The decline in inequality that has occurred in recent years is significant. This is evident when we analyse the evolution of the Gini index from a historical perspective or when we compare the index between different countries. In general, the Gini index tends to be quite stable over time. For instance, in Spain, between 1990 and 2019 it fell by 1.9 points. In the US, one of the countries where inequality has increased the most, between these two years the Gini index increased by 3.5 points. In view of Spain’s improvement in recent years, it is likely that, once the data for Germany and France are published, we will see that the gap relative to these countries has been significantly reduced (in 2019, their Gini index scores were 2.5 and 2.9 points below that of Spain, respectively).

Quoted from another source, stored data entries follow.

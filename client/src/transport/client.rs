use crate::error::{ClientError, ClientResult};
use crate::transport::interceptor::{RequestInterceptor, ResponseInterceptor};
use crate::transport::types::{Body, Method, Request, Response};
use async_trait::async_trait;
use std::sync::Arc;

/// Upload endpoint consumed by the rich-text component.
pub const UPLOAD_PATH: &str = "/open/upload";

/// Seam between the client and whatever actually moves bytes. The only
/// implementation in this crate is the mock transport.
#[async_trait]
pub trait HttpTransport: Send + Sync {
    async fn execute(&self, request: Request) -> ClientResult<Response>;
}

/// Front door for all backend calls. Runs the request interceptors, hands
/// the request to the transport, runs the response interceptors, then
/// converts failure statuses into [`ClientError::Api`].
pub struct ApiClient {
    transport: Arc<dyn HttpTransport>,
    request_interceptors: Vec<Arc<dyn RequestInterceptor>>,
    response_interceptors: Vec<Arc<dyn ResponseInterceptor>>,
}

impl ApiClient {
    pub fn new(transport: Arc<dyn HttpTransport>) -> Self {
        Self {
            transport,
            request_interceptors: Vec::new(),
            response_interceptors: Vec::new(),
        }
    }

    pub fn with_request_interceptor(mut self, interceptor: Arc<dyn RequestInterceptor>) -> Self {
        self.request_interceptors.push(interceptor);
        self
    }

    pub fn with_response_interceptor(mut self, interceptor: Arc<dyn ResponseInterceptor>) -> Self {
        self.response_interceptors.push(interceptor);
        self
    }

    /// Execute a request through the interceptor chain. Interceptors see
    /// every response, including failures; the caller only sees successes.
    pub async fn execute(&self, mut request: Request) -> ClientResult<Response> {
        for interceptor in &self.request_interceptors {
            interceptor.before_request(&mut request);
        }

        let response = self.transport.execute(request).await?;

        for interceptor in &self.response_interceptors {
            interceptor.after_response(&response);
        }

        if response.is_success() {
            Ok(response)
        } else {
            Err(ClientError::Api {
                status: response.status,
                message: response.error_message(),
            })
        }
    }

    pub async fn get(&self, path: &str) -> ClientResult<Response> {
        self.execute(Request::new(Method::Get, path)).await
    }

    pub async fn post_json(&self, path: &str, body: serde_json::Value) -> ClientResult<Response> {
        self.execute(Request::json(Method::Post, path, body)).await
    }

    /// Upload a file to `/open/upload` (multipart field `file`) and return
    /// the URL the backend assigned to it. An envelope code other than 200
    /// is a user-visible failure.
    pub async fn upload(&self, file_name: &str, bytes: Vec<u8>) -> ClientResult<String> {
        let request = Request {
            method: Method::Post,
            path: UPLOAD_PATH.to_string(),
            headers: Default::default(),
            body: Body::Multipart {
                field: "file".to_string(),
                file_name: file_name.to_string(),
                bytes,
            },
        };

        let response = self.execute(request).await?;
        let envelope = response.envelope()?;
        if envelope.is_success() {
            envelope
                .data
                .get("url")
                .and_then(|u| u.as_str())
                .map(str::to_string)
                .ok_or_else(|| ClientError::Upload("upload response missing url".to_string()))
        } else {
            let message = if envelope.message.is_empty() {
                "Request failed".to_string()
            } else {
                envelope.message
            };
            Err(ClientError::Upload(message))
        }
    }
}
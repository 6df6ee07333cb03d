/// Default base configuration file embedded in the binary
pub const DEFAULT_CONFIG: &str = include_str!("../../config.default.toml");
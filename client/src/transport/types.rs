use crate::error::{ClientError, ClientResult};
use serde::{Deserialize, Serialize};
use std::collections::HashMap;
use std::fmt;

#[derive(Debug, Clone, Copy, PartialEq, Eq, Hash)]
pub enum Method {
    Get,
    Post,
    Put,
    Delete,
}

impl Method {
    pub fn as_str(&self) -> &'static str {
        match self {
            Method::Get => "GET",
            Method::Post => "POST",
            Method::Put => "PUT",
            Method::Delete => "DELETE",
        }
    }
}

impl fmt::Display for Method {
    fn fmt(&self, f: &mut fmt::Formatter<'_>) -> fmt::Result {
        f.write_str(self.as_str())
    }
}

/// Request payload.
#[derive(Debug, Clone)]
pub enum Body {
    Empty,
    Json(serde_json::Value),
    /// Multipart form upload with a single file part.
    Multipart {
        field: String,
        file_name: String,
        bytes: Vec<u8>,
    },
}

/// An outgoing request as seen by the interceptor chain.
#[derive(Debug, Clone)]
pub struct Request {
    pub method: Method,
    pub path: String,
    pub headers: HashMap<String, String>,
    pub body: Body,
}

impl Request {
    pub fn new(method: Method, path: impl Into<String>) -> Self {
        Self {
            method,
            path: path.into(),
            headers: HashMap::new(),
            body: Body::Empty,
        }
    }

    pub fn json(method: Method, path: impl Into<String>, body: serde_json::Value) -> Self {
        Self {
            body: Body::Json(body),
            ..Self::new(method, path)
        }
    }

    pub fn header(mut self, name: impl Into<String>, value: impl Into<String>) -> Self {
        self.headers.insert(name.into(), value.into());
        self
    }
}

/// An inbound response as seen by the interceptor chain and the caller.
#[derive(Debug, Clone)]
pub struct Response {
    pub status: u16,
    pub headers: HashMap<String, String>,
    pub body: serde_json::Value,
}

impl Response {
    pub fn ok(body: serde_json::Value) -> Self {
        Self::with_status(200, body)
    }

    pub fn with_status(status: u16, body: serde_json::Value) -> Self {
        Self {
            status,
            headers: HashMap::new(),
            body,
        }
    }

    pub fn is_success(&self) -> bool {
        (200..300).contains(&self.status)
    }

    /// User-facing message for a failed response: the payload `message`
    /// field when present, a generic fallback otherwise.
    pub fn error_message(&self) -> String {
        self.body
            .get("message")
            .and_then(|m| m.as_str())
            .filter(|m| !m.is_empty())
            .map(str::to_string)
            .unwrap_or_else(|| "Request failed".to_string())
    }

    /// Interpret the body as the standard `{code, message, data}` envelope.
    pub fn envelope(&self) -> ClientResult<ApiEnvelope> {
        serde_json::from_value(self.body.clone()).map_err(ClientError::from)
    }
}

/// Standard response envelope used by the backend. A `code` of 200 signals
/// success; any other value carries a user-visible failure message.
#[derive(Debug, Clone, Serialize, Deserialize)]
pub struct ApiEnvelope {
    pub code: u16,
    #[serde(default)]
    pub message: String,
    #[serde(default)]
    pub data: serde_json::Value,
}

impl ApiEnvelope {
    pub fn is_success(&self) -> bool {
        self.code == 200
    }
}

The main factor that is enabling this reduction in inequality is the strength of the labour market and, in particular, the reduction of the unemployment rate. As can be seen in the third chart, the relationship between these two variables is very close. To the extent that the difference between being out of work or earning employment income is significant, reducing the unemployment rate becomes the key variable for reducing inequality. Specifically, during the pandemic, 90% of the changes in the Gini index are explained by movements in the unemployment rate.3 As long as the Spanish economy continues to grow in the coming years and the unemployment rate continues to decline, as is currently anticipated, we should continue to see a reduction in inequality.
- 3. See (2022). «Real-time inequality and the welfare state in motion: evidence from COVID-19 in Spain», Economic Policy, volume 37, issue 109, January.